Stored data
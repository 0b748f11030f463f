//! Control-plane format switching for account-level settings.

use crate::actions::BrowserActions;
use crate::error::Result;
use crate::extractor::await_format;
use crate::session::Session;
use async_trait::async_trait;
use std::time::Duration;
use varia_core::{Format, SelectorConfig};

/// Applies an account-wide format before a pass starts.
#[async_trait]
pub trait FormatSwitcher: Send {
    /// Make `format` the active account format and verify it took effect.
    async fn apply(&mut self, format: &Format) -> Result<()>;

    /// Release the control-plane page.
    async fn close(&mut self) -> Result<()> {
        Ok(())
    }
}

/// Opens the control-plane page once a session exists.
#[async_trait]
pub trait SwitcherFactory: Send + Sync {
    /// Open a switcher acting as the account behind `session`.
    async fn connect(&self, session: &Session) -> Result<Box<dyn FormatSwitcher>>;
}

/// Drives the account preferences page, changing only the dimensions that
/// differ from the active format.
pub struct AccountSettingsSwitcher<A> {
    page: A,
    selectors: SelectorConfig,
    format_wait: Duration,
    active: Option<Format>,
}

impl<A: BrowserActions> AccountSettingsSwitcher<A> {
    /// `active` is the format the account is known to be in, if any.
    pub fn new(page: A, selectors: SelectorConfig, format_wait: Duration, active: Option<Format>) -> Self {
        Self {
            page,
            selectors,
            format_wait,
            active,
        }
    }

    /// The format most recently applied.
    pub fn active(&self) -> Option<&Format> {
        self.active.as_ref()
    }

    /// The wrapped page.
    pub fn page(&self) -> &A {
        &self.page
    }

    fn option_selector(&self, value: &str) -> String {
        self.selectors.settings_option.replace("{key}", value)
    }
}

/// Per-dimension option keys that must be clicked to go from `from` to `to`.
fn changed_options(from: Option<&Format>, to: &Format) -> Vec<&'static str> {
    let mut options = Vec::new();
    if from.map(|f| f.framework) != Some(to.framework) {
        options.push(to.framework.as_str());
    }
    if from.map(|f| f.version) != Some(to.version) {
        options.push(to.version.as_str());
    }
    if let Some(mode) = to.mode {
        if from.and_then(|f| f.mode) != Some(mode) {
            options.push(mode.as_str());
        }
    }
    options
}

#[async_trait]
impl<A: BrowserActions + 'static> FormatSwitcher for AccountSettingsSwitcher<A> {
    async fn apply(&mut self, format: &Format) -> Result<()> {
        if self.active.as_ref() == Some(format) {
            tracing::debug!("Account already on {}", format);
            return Ok(());
        }

        tracing::info!(
            "Switching account format {} -> {}",
            self.active.map_or_else(|| "unknown".to_string(), |f| f.key()),
            format
        );

        self.page.navigate(&self.selectors.settings_url).await?;
        for option in changed_options(self.active.as_ref(), format) {
            self.page.click(&self.option_selector(option)).await?;
        }
        self.page.click(&self.selectors.settings_save).await?;
        await_format(&self.page, &self.selectors, format, self.format_wait).await?;

        self.active = Some(*format);
        Ok(())
    }

    async fn close(&mut self) -> Result<()> {
        self.page.close().await
    }
}

#[cfg(test)]
mod tests {
    use super::*;
    use varia_core::{Framework, MajorVersion, ThemeMode};

    #[test]
    fn test_changed_options_only_differences() {
        let from = Format::new(Framework::React, MajorVersion::V4, Some(ThemeMode::Dark));
        let to = Format::new(Framework::React, MajorVersion::V3, Some(ThemeMode::Dark));
        assert_eq!(changed_options(Some(&from), &to), vec!["v3"]);
    }

    #[test]
    fn test_changed_options_from_unknown() {
        let to = Format::new(Framework::Vue, MajorVersion::V4, None);
        assert_eq!(changed_options(None, &to), vec!["vue", "v4"]);
    }
}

◆ **Directions for this task**
Starting from the line that contains "let to = Format::new(Framework::Vue, MajorVersion::V4, None);", reproduce each line of the data exactly through the last one.

◆ **Exercise result**
        let to = Format::new(Framework::Vue, MajorVersion::V4, None);
        assert_eq!(changed_options(None, &to), vec!["vue", "v4"]);
    }
}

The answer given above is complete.